Através de um vídeo publicado no ‘Youtube’, Netanyahu respondeu às acusações do parlamento iraniano, classificando-as como “falsas” e “hilariantes”.

O primeiro-ministro israelita disse que os manifestantes são “bravos” e “heroicos”, destacando a luta “pelas liberdades básicas que lhes foram negadas durante décadas”.

Benjamin Netanyahu criticou a resposta do regime iraniano aos protestos, bem como os governos europeus por “observarem em silêncio” as manifestações, à medida que a violência cresce.

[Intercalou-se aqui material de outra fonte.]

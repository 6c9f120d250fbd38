//! Chunk reader and logical-file reassembler.
//!
//! The archive is a flat run of framed chunks:
//!
//! ```text
//! [magic:4][compressed_size:u32 LE][compressed payload ...]
//! ```
//!
//! `CBXS` chunks are decompressed and appended to the file being assembled;
//! a `CEND` chunk contributes its own payload and then completes the file.
//! Framing stops at the end of the source or at the first header whose magic
//! is neither sentinel; whatever follows is ignored.

use std::sync::Arc;

use crate::error::{ExtractError, Result};
use crate::io::ReadAt;
use crate::refpack;
use crate::report::{Event, Reporter};

use super::structures::ChunkHeader;

/// One fully reassembled archive member.
#[derive(Debug, Clone, PartialEq, Eq)]
pub struct LogicalFile {
    /// Position of the file in the archive, counting from zero.
    pub index: usize,
    /// Stream offset of the file's first chunk header.
    pub offset: u64,
    /// Number of chunks the file was assembled from.
    pub chunks: usize,
    pub data: Vec<u8>,
}

#[derive(Debug, Clone, Copy, PartialEq, Eq)]
enum State {
    AwaitingHeader,
    /// Skipping the remaining chunks of a file that failed to decode.
    Resync,
    StreamEnded,
}

/// Sequential reader yielding one [`LogicalFile`] per end marker.
///
/// ## Example
///
/// ```ignore
/// let mut reader = StreamReader::new(source, reporter);
/// while let Some(file) = reader.next_file().await? {
///     println!("file {}: {} bytes", file.index, file.data.len());
/// }
/// ```
pub struct StreamReader<R: ReadAt> {
    reader: Arc<R>,
    reporter: Arc<dyn Reporter>,
    size: u64,
    /// Offset of the next chunk header
    offset: u64,
    state: State,
    /// Index the next completed (or abandoned) file will get
    next_index: usize,
    emitted: usize,
    pending: Vec<u8>,
    pending_offset: u64,
    pending_chunks: usize,
}

impl<R: ReadAt> StreamReader<R> {
    pub fn new(reader: Arc<R>, reporter: Arc<dyn Reporter>) -> Self {
        let size = reader.size();
        Self {
            reader,
            reporter,
            size,
            offset: 0,
            state: State::AwaitingHeader,
            next_index: 0,
            emitted: 0,
            pending: Vec::new(),
            pending_offset: 0,
            pending_chunks: 0,
        }
    }

    /// Number of logical files returned so far.
    pub fn files_emitted(&self) -> usize {
        self.emitted
    }

    /// Stream offset of the next chunk header.
    pub fn position(&self) -> u64 {
        self.offset
    }

    /// Read chunks until the next end marker and return the assembled file.
    ///
    /// Returns `Ok(None)` once framing ends. After a decompression error or
    /// a failed source read the partially assembled file is dropped; calling
    /// again skips the rest of that file and continues with the next one. A
    /// truncated payload ends the stream.
    pub async fn next_file(&mut self) -> Result<Option<LogicalFile>> {
        loop {
            if self.state == State::StreamEnded {
                return Ok(None);
            }

            let header_offset = self.offset;
            let Some(header) = self.read_header().await? else {
                self.end_stream();
                return Ok(None);
            };

            let payload_offset = header_offset + ChunkHeader::SIZE as u64;
            let available = self.size - payload_offset;
            if header.compressed_size as u64 > available {
                self.end_stream();
                return Err(ExtractError::TruncatedChunkPayload {
                    offset: header_offset,
                    declared: header.compressed_size,
                    available,
                });
            }
            self.offset = payload_offset + header.compressed_size as u64;

            if self.state == State::Resync {
                if header.is_end() {
                    self.next_index += 1;
                    self.state = State::AwaitingHeader;
                }
                continue;
            }

            let decoded = self.decode_chunk(header, header_offset).await?;

            if self.pending_chunks == 0 {
                self.pending_offset = header_offset;
            }
            self.pending.extend_from_slice(&decoded);
            self.pending_chunks += 1;

            if header.is_end() {
                return Ok(Some(self.flush()));
            }
        }
    }

    async fn read_header(&mut self) -> Result<Option<ChunkHeader>> {
        let remaining = self.size.saturating_sub(self.offset);
        if remaining == 0 {
            return Ok(None);
        }

        let len = remaining.min(ChunkHeader::SIZE as u64) as usize;
        let mut buf = [0u8; ChunkHeader::SIZE];
        if let Err(e) = self.reader.read_exact_at(self.offset, &mut buf[..len]).await {
            // The offset is unchanged, but the chunks read so far can no
            // longer be completed.
            if self.pending_chunks > 0 {
                self.abandon_file(false);
            }
            return Err(e
                .context(format!("reading chunk header at offset {:#x}", self.offset))
                .into());
        }

        match ChunkHeader::from_bytes(&buf[..len]) {
            Ok(header) => Ok(Some(header)),
            Err(ExtractError::UnrecognizedFraming { magic }) => {
                self.reporter.report(&Event::TrailingData {
                    offset: self.offset,
                    magic,
                    remaining,
                });
                Ok(None)
            }
            Err(e) => Err(e),
        }
    }

    async fn decode_chunk(&mut self, header: ChunkHeader, header_offset: u64) -> Result<Vec<u8>> {
        let size = header.compressed_size as usize;
        if size == 0 {
            return Ok(Vec::new());
        }

        let mut compressed = vec![0u8; size];
        let payload_offset = header_offset + ChunkHeader::SIZE as u64;
        if let Err(e) = self.reader.read_exact_at(payload_offset, &mut compressed).await {
            self.abandon_file(header.is_end());
            return Err(e
                .context(format!("reading chunk payload at offset {:#x}", payload_offset))
                .into());
        }

        match refpack::decompress(&compressed) {
            Ok(decoded) => {
                self.reporter.report(&Event::ChunkDecoded {
                    file: self.next_index,
                    offset: header_offset,
                    kind: header.kind,
                    compressed_size: header.compressed_size,
                    decompressed_size: decoded.len(),
                });
                Ok(decoded)
            }
            Err(source) => {
                let file = self.next_index;
                self.abandon_file(header.is_end());
                Err(ExtractError::Codec {
                    file,
                    offset: header_offset,
                    source,
                })
            }
        }
    }

    fn flush(&mut self) -> LogicalFile {
        let file = LogicalFile {
            index: self.next_index,
            offset: self.pending_offset,
            chunks: self.pending_chunks,
            data: std::mem::take(&mut self.pending),
        };
        self.pending_chunks = 0;
        self.next_index += 1;
        self.emitted += 1;

        self.reporter.report(&Event::FileAssembled {
            file: file.index,
            chunks: file.chunks,
            size: file.data.len(),
        });
        file
    }

    /// Drop the file being assembled after a failed chunk. If the failed
    /// chunk was not its end marker, the rest of the file is skipped.
    fn abandon_file(&mut self, at_end_marker: bool) {
        self.discard_pending();
        if at_end_marker {
            self.next_index += 1;
        } else {
            self.state = State::Resync;
        }
    }

    fn discard_pending(&mut self) {
        self.pending.clear();
        self.pending_chunks = 0;
    }

    fn end_stream(&mut self) {
        if self.pending_chunks > 0 {
            self.reporter.report(&Event::FileSkipped {
                file: self.next_index,
                reason: format!(
                    "stream ended after {} chunk(s) without an end marker",
                    self.pending_chunks
                ),
            });
        }
        self.discard_pending();
        self.state = State::StreamEnded;
    }
}
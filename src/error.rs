//! Error types for the extraction pipeline.

use thiserror::Error;

use crate::refpack::CodecError;

/// Errors surfaced by the chunk reader, the demuxer and the extractor.
///
/// Every variant that comes from archive data carries the byte offset where
/// the problem was found: stream offsets for the reader, offsets inside the
/// reassembled file for the demuxer. Errors confined to one logical file
/// also carry its index.
#[derive(Debug, Error)]
pub enum ExtractError {
    /// A chunk failed to decompress.
    #[error("failed to decompress chunk at stream offset {offset:#x} (file {file})")]
    Codec {
        file: usize,
        offset: u64,
        #[source]
        source: CodecError,
    },

    /// A chunk header declares more payload than the source holds.
    #[error(
        "truncated chunk payload at stream offset {offset:#x}: header declares {declared} bytes, {available} available"
    )]
    TruncatedChunkPayload {
        offset: u64,
        declared: u32,
        available: u64,
    },

    /// A sub-resource record declares more bytes than its file holds.
    #[error(
        "truncated record at offset {offset:#x} of file {file}: record declares {declared} bytes, {available} available"
    )]
    TruncatedRecord {
        file: usize,
        offset: usize,
        declared: u32,
        available: usize,
    },

    /// A record's declared size does not even cover its own header.
    #[error(
        "record at offset {offset:#x} of file {file} declares {declared} bytes, smaller than its header"
    )]
    UndersizedRecord {
        file: usize,
        offset: usize,
        declared: u32,
    },

    /// Header magic matched neither sentinel. The reader treats this as the
    /// end of the stream and never returns it to callers.
    #[error("unrecognized chunk framing {magic:02x?}")]
    UnrecognizedFraming { magic: [u8; 4] },

    /// Reading from the source or writing output failed.
    #[error(transparent)]
    Io(#[from] anyhow::Error),
}

impl ExtractError {
    /// Index of the logical file the error is confined to.
    ///
    /// `Some` means the reader can go on with the next file; errors without
    /// a file stop the run.
    pub fn file(&self) -> Option<usize> {
        match self {
            ExtractError::Codec { file, .. }
            | ExtractError::TruncatedRecord { file, .. }
            | ExtractError::UndersizedRecord { file, .. } => Some(*file),
            _ => None,
        }
    }
}

pub type Result<T> = std::result::Result<T, ExtractError>;
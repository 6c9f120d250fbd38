use anyhow::Context;
use std::path::Path;
use std::sync::Arc;
use tokio::fs;

use crate::config::ExtractOptions;
use crate::error::{ExtractError, Result};
use crate::io::ReadAt;
use crate::report::{Event, Reporter};

use super::demux::Demuxer;
use super::reader::{LogicalFile, StreamReader};
use super::structures::ResourceType;

/// Sub-resource entry of a [`FileListing`]
#[derive(Debug, Clone, PartialEq, Eq)]
pub struct ResourceListing {
    pub offset: usize,
    pub resource_id: u32,
    pub resource_type: ResourceType,
    pub size: usize,
    /// Name the resource is written under
    pub file_name: String,
}

/// Logical file entry produced by [`StreamExtractor::list`]
#[derive(Debug, Clone, PartialEq, Eq)]
pub struct FileListing {
    pub index: usize,
    pub offset: u64,
    pub chunks: usize,
    pub size: usize,
    /// Name the raw file is written under
    pub file_name: String,
    pub resources: Vec<ResourceListing>,
}

/// Totals of an extraction run
#[derive(Debug, Clone, Copy, Default, PartialEq, Eq)]
pub struct ExtractSummary {
    pub files: usize,
    pub resources: usize,
    pub skipped: usize,
}

/// Streaming archive extractor
pub struct StreamExtractor<R: ReadAt> {
    reader: Arc<R>,
    options: ExtractOptions,
    reporter: Arc<dyn Reporter>,
}

impl<R: ReadAt> StreamExtractor<R> {
    pub fn new(reader: Arc<R>, options: ExtractOptions, reporter: Arc<dyn Reporter>) -> Self {
        Self {
            reader,
            options,
            reporter,
        }
    }

    pub fn options(&self) -> &ExtractOptions {
        &self.options
    }

    fn stream(&self) -> StreamReader<R> {
        StreamReader::new(self.reader.clone(), self.reporter.clone())
    }

    /// Decide whether an error stops the run or only the current file.
    fn absorb(&self, err: ExtractError, summary: &mut ExtractSummary) -> Result<()> {
        let file = match err.file() {
            Some(file) if self.options.keep_going => file,
            _ => return Err(err),
        };
        summary.skipped += 1;
        self.reporter.report(&Event::FileSkipped {
            file,
            reason: describe(&err),
        });
        Ok(())
    }

    /// List every logical file in the archive and its sub-resources
    pub async fn list(&self) -> Result<Vec<FileListing>> {
        let mut stream = self.stream();
        let mut listings = Vec::new();
        let mut summary = ExtractSummary::default();

        loop {
            let file = match stream.next_file().await {
                Ok(Some(file)) => file,
                Ok(None) => break,
                Err(e) => {
                    self.absorb(e, &mut summary)?;
                    continue;
                }
            };

            let mut resources = Vec::new();
            if self.options.demux {
                for record in Demuxer::new(file.index, &file.data, self.options.record_size) {
                    match record {
                        Ok(record) => resources.push(ResourceListing {
                            offset: record.offset,
                            resource_id: record.resource_id,
                            resource_type: record.resource_type,
                            size: record.payload.len(),
                            file_name: self
                                .options
                                .resource_file_name(record.resource_id, record.resource_type),
                        }),
                        Err(e) => self.absorb(e, &mut summary)?,
                    }
                }
            }

            listings.push(FileListing {
                index: file.index,
                offset: file.offset,
                chunks: file.chunks,
                size: file.data.len(),
                file_name: self.options.raw_file_name(file.index),
                resources,
            });
        }

        Ok(listings)
    }

    /// Extract every logical file, and its sub-resources, into `dir`
    ///
    /// For file `n` this writes `{prefix}n.bin` and, when demuxing is
    /// enabled, one file per sub-resource under `{prefix}n_uninterleaved/`.
    /// Files written before an error are kept.
    pub async fn extract_to_dir(&self, dir: &Path) -> Result<ExtractSummary> {
        fs::create_dir_all(dir)
            .await
            .with_context(|| format!("could not create \"{}\"", dir.display()))?;

        let mut stream = self.stream();
        let mut summary = ExtractSummary::default();

        loop {
            let file = match stream.next_file().await {
                Ok(Some(file)) => file,
                Ok(None) => break,
                Err(e) => {
                    self.absorb(e, &mut summary)?;
                    continue;
                }
            };

            self.write_raw(&file, dir).await?;
            summary.files += 1;

            if self.options.demux {
                match self.write_resources(&file, dir, &mut summary).await {
                    Ok(()) => {}
                    Err(e) => self.absorb(e, &mut summary)?,
                }
            }
        }

        self.reporter.report(&Event::Finished {
            files: summary.files,
            resources: summary.resources,
        });
        Ok(summary)
    }

    async fn write_raw(&self, file: &LogicalFile, dir: &Path) -> Result<()> {
        let path = self.options.raw_file_path(dir, file.index);
        fs::write(&path, &file.data)
            .await
            .with_context(|| format!("could not write \"{}\"", path.display()))?;

        self.reporter.report(&Event::FileWritten {
            file: file.index,
            path,
        });
        Ok(())
    }

    async fn write_resources(
        &self,
        file: &LogicalFile,
        dir: &Path,
        summary: &mut ExtractSummary,
    ) -> Result<()> {
        let out_dir = self.options.resource_dir_path(dir, file.index);
        fs::create_dir_all(&out_dir)
            .await
            .with_context(|| format!("could not create \"{}\"", out_dir.display()))?;

        for record in Demuxer::new(file.index, &file.data, self.options.record_size) {
            let record = record?;
            let path = out_dir.join(
                self.options
                    .resource_file_name(record.resource_id, record.resource_type),
            );
            fs::write(&path, record.payload)
                .await
                .with_context(|| format!("could not write \"{}\"", path.display()))?;
            summary.resources += 1;

            self.reporter.report(&Event::ResourceWritten {
                file: file.index,
                resource_id: record.resource_id,
                resource_type: record.resource_type,
                size: record.payload.len(),
                path,
            });
        }
        Ok(())
    }
}

/// Render an error with its sources on one line.
fn describe(err: &ExtractError) -> String {
    let mut out = err.to_string();
    let mut source = std::error::Error::source(err);
    while let Some(e) = source {
        out.push_str(": ");
        out.push_str(&e.to_string());
        source = e.source();
    }
    out
}
//! Sub-resource demultiplexer.
//!
//! A reassembled logical file packs typed resources back to back, each
//! behind an 8-byte [`RecordHeader`]. The list ends at a record tagged
//! [`ResourceType::End`] or when less than a full header is left.

use crate::error::{ExtractError, Result};

use super::structures::{RecordHeader, RecordSizeMode, ResourceType};

/// One record split out of a logical file. The payload borrows from the
/// file buffer.
#[derive(Debug, Clone, Copy, PartialEq, Eq)]
pub struct SubResource<'a> {
    /// Offset of the record header inside the logical file.
    pub offset: usize,
    pub resource_type: ResourceType,
    pub resource_id: u32,
    pub payload: &'a [u8],
}

/// Lazy iterator over the records of one logical file.
///
/// Yields at most one error, after which it is exhausted.
pub struct Demuxer<'a> {
    /// Index of the logical file, for error reports.
    file: usize,
    data: &'a [u8],
    pos: usize,
    mode: RecordSizeMode,
    done: bool,
}

impl<'a> Demuxer<'a> {
    pub fn new(file: usize, data: &'a [u8], mode: RecordSizeMode) -> Self {
        Self {
            file,
            data,
            pos: 0,
            mode,
            done: false,
        }
    }

    /// Offset of the next record header.
    pub fn position(&self) -> usize {
        self.pos
    }

    fn read_record(&mut self) -> Result<Option<SubResource<'a>>> {
        let offset = self.pos;
        let Some(header) = RecordHeader::from_bytes(&self.data[offset..]) else {
            return Ok(None);
        };
        if header.resource_type == ResourceType::End {
            return Ok(None);
        }

        let payload_len =
            header
                .payload_len(self.mode)
                .ok_or(ExtractError::UndersizedRecord {
                    file: self.file,
                    offset,
                    declared: header.declared_size,
                })?;

        let start = offset + RecordHeader::SIZE;
        let available = self.data.len() - start;
        if payload_len > available {
            return Err(ExtractError::TruncatedRecord {
                file: self.file,
                offset,
                declared: header.declared_size,
                available,
            });
        }

        self.pos = start + payload_len;
        Ok(Some(SubResource {
            offset,
            resource_type: header.resource_type,
            resource_id: header.resource_id,
            payload: &self.data[start..self.pos],
        }))
    }
}

impl<'a> Iterator for Demuxer<'a> {
    type Item = Result<SubResource<'a>>;

    fn next(&mut self) -> Option<Self::Item> {
        if self.done {
            return None;
        }

        match self.read_record() {
            Ok(Some(record)) => Some(Ok(record)),
            Ok(None) => {
                self.done = true;
                None
            }
            Err(e) => {
                self.done = true;
                Some(Err(e))
            }
        }
    }
}

impl std::iter::FusedIterator for Demuxer<'_> {}
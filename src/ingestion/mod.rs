//! Ingestion Module - CSV file into a relational table
//!
//! Handles one file per run with:
//! - Schema inference from the header (optionally a full type scan)
//! - Table and index provisioning
//! - Streaming row load with revision tracking
//! - Revision cleanup once the load completes

pub mod csv_connector;
pub mod loader;
pub mod orchestrator;
pub mod provisioner;
pub mod schema_inference;
pub mod table_builder;

pub use csv_connector::{CsvRows, CsvSource, Row};
pub use loader::{BulkLoader, LoadSummary};
pub use orchestrator::{IngestionOptions, IngestionOrchestrator, IngestionRun, RunState};
pub use provisioner::TableProvisioner;
pub use schema_inference::{
    Field, FieldType, InferenceMode, Schema, SchemaInference, SourceDescriptor,
};
pub use table_builder::{Mapping, MappedColumn, StorageType, TableBuilder};

use serde::{Deserialize, Serialize};

/// Ingestion result
#[derive(Clone, Debug, Serialize, Deserialize)]
pub struct IngestionReport {
    /// Ingestion run ID
    pub run_id: String,

    pub source_name: String,

    /// Destination table
    pub table_name: String,

    /// User columns in table order
    pub columns: Vec<String>,

    /// Number of records ingested
    pub rows_loaded: u64,
}
//! Load a CSV file into a relational table.
//!
//! The pipeline infers a schema from the file header, provisions a fresh
//! table and index for the named source, streams the rows in, and drops the
//! transient revision table once the load has completed.

pub mod config;
pub mod db;
pub mod error;
pub mod ingestion;

pub use config::Config;
pub use error::{IngestError, Result};
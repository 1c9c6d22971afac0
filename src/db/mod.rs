//! Destination store boundary
//!
//! Provides the SQL connection used for DDL and row inserts, and the search
//! index handle that is built from the same configuration.

pub mod connection;
pub mod postgres;
pub mod sqlite;
pub mod store;

pub use connection::{Database, SearchIndex, StoreUrl};
pub use postgres::PgStore;
pub use sqlite::SqliteStore;
pub use store::{quote_ident, Dialect, SqlStore};
//! SQLite backend using rusqlite

use crate::db::store::{quote_ident, Dialect, SqlStore};
use crate::error::Result;
use async_trait::async_trait;
use rusqlite::Connection;
use std::path::Path;

pub struct SqliteStore {
    conn: Connection,
}

impl SqliteStore {
    pub fn open(path: impl AsRef<Path>) -> Result<Self> {
        Ok(Self {
            conn: Connection::open(path)?,
        })
    }

    pub fn open_in_memory() -> Result<Self> {
        Ok(Self {
            conn: Connection::open_in_memory()?,
        })
    }

    /// Underlying connection, for inspection.
    pub fn connection(&self) -> &Connection {
        &self.conn
    }
}

#[async_trait]
impl SqlStore for SqliteStore {
    fn dialect(&self) -> Dialect {
        Dialect::Sqlite
    }

    async fn execute(&mut self, sql: &str) -> Result<()> {
        self.conn.execute_batch(sql)?;
        Ok(())
    }

    async fn execute_with(&mut self, sql: &str, params: &[Option<String>]) -> Result<u64> {
        let changed = self
            .conn
            .execute(sql, rusqlite::params_from_iter(params.iter()))?;
        Ok(changed as u64)
    }

    async fn table_exists(&mut self, table: &str) -> Result<bool> {
        let count: i64 = self.conn.query_row(
            "SELECT COUNT(*) FROM sqlite_master WHERE type = 'table' AND name = ?1",
            [table],
            |row| row.get(0),
        )?;
        Ok(count > 0)
    }

    async fn index_names(&mut self, table: &str) -> Result<Vec<String>> {
        let mut stmt = self.conn.prepare(
            "SELECT name FROM sqlite_master WHERE type = 'index' AND tbl_name = ?1 ORDER BY name",
        )?;
        let names = stmt
            .query_map([table], |row| row.get::<_, String>(0))?
            .collect::<std::result::Result<Vec<_>, _>>()?;
        Ok(names)
    }

    async fn count_rows(&mut self, table: &str) -> Result<u64> {
        let sql = format!("SELECT COUNT(*) FROM {}", quote_ident(table));
        let count: i64 = self.conn.query_row(&sql, [], |row| row.get(0))?;
        Ok(count as u64)
    }
}

#[cfg(test)]
mod tests {
    use super::*;

    #[tokio::test]
    async fn test_execute_and_inspect() {
        let mut store = SqliteStore::open_in_memory().unwrap();
        store.execute("CREATE TABLE \"t\" (\"a\" TEXT)").await.unwrap();
        store.execute("CREATE INDEX \"t_a_idx\" ON \"t\" (\"a\")").await.unwrap();

        let inserted = store
            .execute_with(
                "INSERT INTO \"t\" (\"a\") VALUES (?1)",
                &[Some("x".to_string())],
            )
            .await
            .unwrap();
        assert_eq!(inserted, 1);
        store
            .execute_with("INSERT INTO \"t\" (\"a\") VALUES (?1)", &[None])
            .await
            .unwrap();

        assert!(store.table_exists("t").await.unwrap());
        assert!(!store.table_exists("missing").await.unwrap());
        assert_eq!(store.index_names("t").await.unwrap(), vec!["t_a_idx"]);
        assert_eq!(store.count_rows("t").await.unwrap(), 2);
    }

    #[tokio::test]
    async fn test_rollback_discards_ddl() {
        let mut store = SqliteStore::open_in_memory().unwrap();
        store.begin().await.unwrap();
        store.execute("CREATE TABLE \"t\" (\"a\" TEXT)").await.unwrap();
        store.rollback().await.unwrap();

        assert!(!store.table_exists("t").await.unwrap());
    }
}
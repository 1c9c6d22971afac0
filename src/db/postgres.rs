//! PostgreSQL backend using sqlx

use crate::db::store::{quote_ident, Dialect, SqlStore};
use crate::error::Result;
use async_trait::async_trait;
use sqlx::{Connection, PgConnection};

/// One dedicated connection; DDL and the insert stream share it.
pub struct PgStore {
    conn: PgConnection,
}

impl PgStore {
    /// Connect and check the connection answers.
    pub async fn connect(database_url: &str) -> Result<Self> {
        let mut conn = PgConnection::connect(database_url).await?;

        sqlx::query("SELECT 1").execute(&mut conn).await?;

        Ok(Self { conn })
    }
}

#[async_trait]
impl SqlStore for PgStore {
    fn dialect(&self) -> Dialect {
        Dialect::Postgres
    }

    async fn execute(&mut self, sql: &str) -> Result<()> {
        sqlx::query(sql).execute(&mut self.conn).await?;
        Ok(())
    }

    async fn execute_with(&mut self, sql: &str, params: &[Option<String>]) -> Result<u64> {
        let mut query = sqlx::query(sql);
        for param in params {
            query = query.bind(param.as_deref());
        }
        let result = query.execute(&mut self.conn).await?;
        Ok(result.rows_affected())
    }

    async fn table_exists(&mut self, table: &str) -> Result<bool> {
        let exists = sqlx::query_scalar::<_, bool>(
            r#"
            SELECT EXISTS (
                SELECT 1 FROM information_schema.tables
                WHERE table_schema = current_schema() AND table_name = $1
            )
            "#,
        )
        .bind(table)
        .fetch_one(&mut self.conn)
        .await?;
        Ok(exists)
    }

    async fn index_names(&mut self, table: &str) -> Result<Vec<String>> {
        let names = sqlx::query_scalar::<_, String>(
            r#"
            SELECT indexname::text FROM pg_indexes
            WHERE schemaname = current_schema() AND tablename = $1
            ORDER BY indexname
            "#,
        )
        .bind(table)
        .fetch_all(&mut self.conn)
        .await?;
        Ok(names)
    }

    async fn count_rows(&mut self, table: &str) -> Result<u64> {
        let sql = format!("SELECT COUNT(*) FROM {}", quote_ident(table));
        let count = sqlx::query_scalar::<_, i64>(&sql)
            .fetch_one(&mut self.conn)
            .await?;
        Ok(count as u64)
    }
}
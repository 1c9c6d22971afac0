//! Database handle built from configuration

use crate::config::Config;
use crate::db::{PgStore, SqlStore, SqliteStore};
use crate::error::{IngestError, Result};
use tracing::info;

/// Which backend a connection string points at.
#[derive(Clone, Debug, PartialEq, Eq)]
pub enum StoreUrl {
    Postgres(String),
    Sqlite(String),
}

impl StoreUrl {
    pub fn parse(url: &str) -> Result<Self> {
        if url.starts_with("postgres://") || url.starts_with("postgresql://") {
            return Ok(StoreUrl::Postgres(url.to_string()));
        }

        if let Some(rest) = url
            .strip_prefix("sqlite://")
            .or_else(|| url.strip_prefix("sqlite:"))
        {
            if rest.is_empty() {
                return Err(IngestError::Config(
                    "sqlite connection string needs a path or :memory:".to_string(),
                ));
            }
            return Ok(StoreUrl::Sqlite(rest.to_string()));
        }

        Err(IngestError::Config(format!(
            "Unsupported connection string scheme: {}",
            url
        )))
    }
}

/// Search index handle. Built alongside the SQL side; the load pipeline never
/// writes to it.
#[derive(Clone, Debug, Default)]
pub struct SearchIndex {
    hosts: Vec<String>,
}

impl SearchIndex {
    pub fn new(hosts: Vec<String>) -> Self {
        Self { hosts }
    }

    pub fn hosts(&self) -> &[String] {
        &self.hosts
    }

    pub fn is_configured(&self) -> bool {
        !self.hosts.is_empty()
    }
}

pub struct Database {
    sql_conn_str: String,
    search: SearchIndex,
}

impl Database {
    pub fn from_config(config: &Config) -> Self {
        let search = SearchIndex::new(config.search_hosts.clone());
        if search.is_configured() {
            info!("Search hosts: {}", search.hosts().join(", "));
        }

        Self {
            sql_conn_str: config.sql_conn_str.clone(),
            search,
        }
    }

    /// Open the SQL connection the pipeline runs on.
    pub async fn sql_connection(&self) -> Result<Box<dyn SqlStore>> {
        match StoreUrl::parse(&self.sql_conn_str)? {
            StoreUrl::Postgres(url) => {
                info!("Connecting to PostgreSQL");
                Ok(Box::new(PgStore::connect(&url).await?))
            }
            StoreUrl::Sqlite(path) => {
                info!("Opening SQLite database {}", path);
                let store = if path == ":memory:" {
                    SqliteStore::open_in_memory()?
                } else {
                    SqliteStore::open(&path)?
                };
                Ok(Box::new(store))
            }
        }
    }

    pub fn search_index(&self) -> &SearchIndex {
        &self.search
    }
}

O parlamento iraniano acusou hoje Israel, os Estados Unidos e a Arábia Saudita de fomentarem os distúrbios ocorridos nas manifestações contra a política económica do governo.

A assembleia iraniana realizou uma sessão extraordinária para avaliar a situação do país, na sequência dos protestos dos últimos dias, que levaram a confrontos entre os manifestantes e a polícia.

Citado pela agência EFE, o porta-voz da comissão de Segurança Nacional e Política Externa, Naqaví Hoseiní, disse que “o povo do Irão não tolera que um grupo perturbe a ordem pública e cause danos”.

Cerca de 300 pessoas foram detidas na sequência de protestos contra o Governo iraniano em Teerão.

Este domingo, o vice-governador da capital, Ali Asghar Nasserbakht, citado pela agência ILNA, disse que a polícia deteve pessoas que planeavam realizar motins e distúrbios, bem como a destruição de instalações públicas.

O mesmo responsável, que tem a tutela da segurança em Teerão, avançou que foram detidos cerca de 40 líderes dos manifestantes.

Esta madrugada ocorreu uma nova manifestação em Teerão, capital onde já morreram, pelo menos, 12 pessoas nos protestos.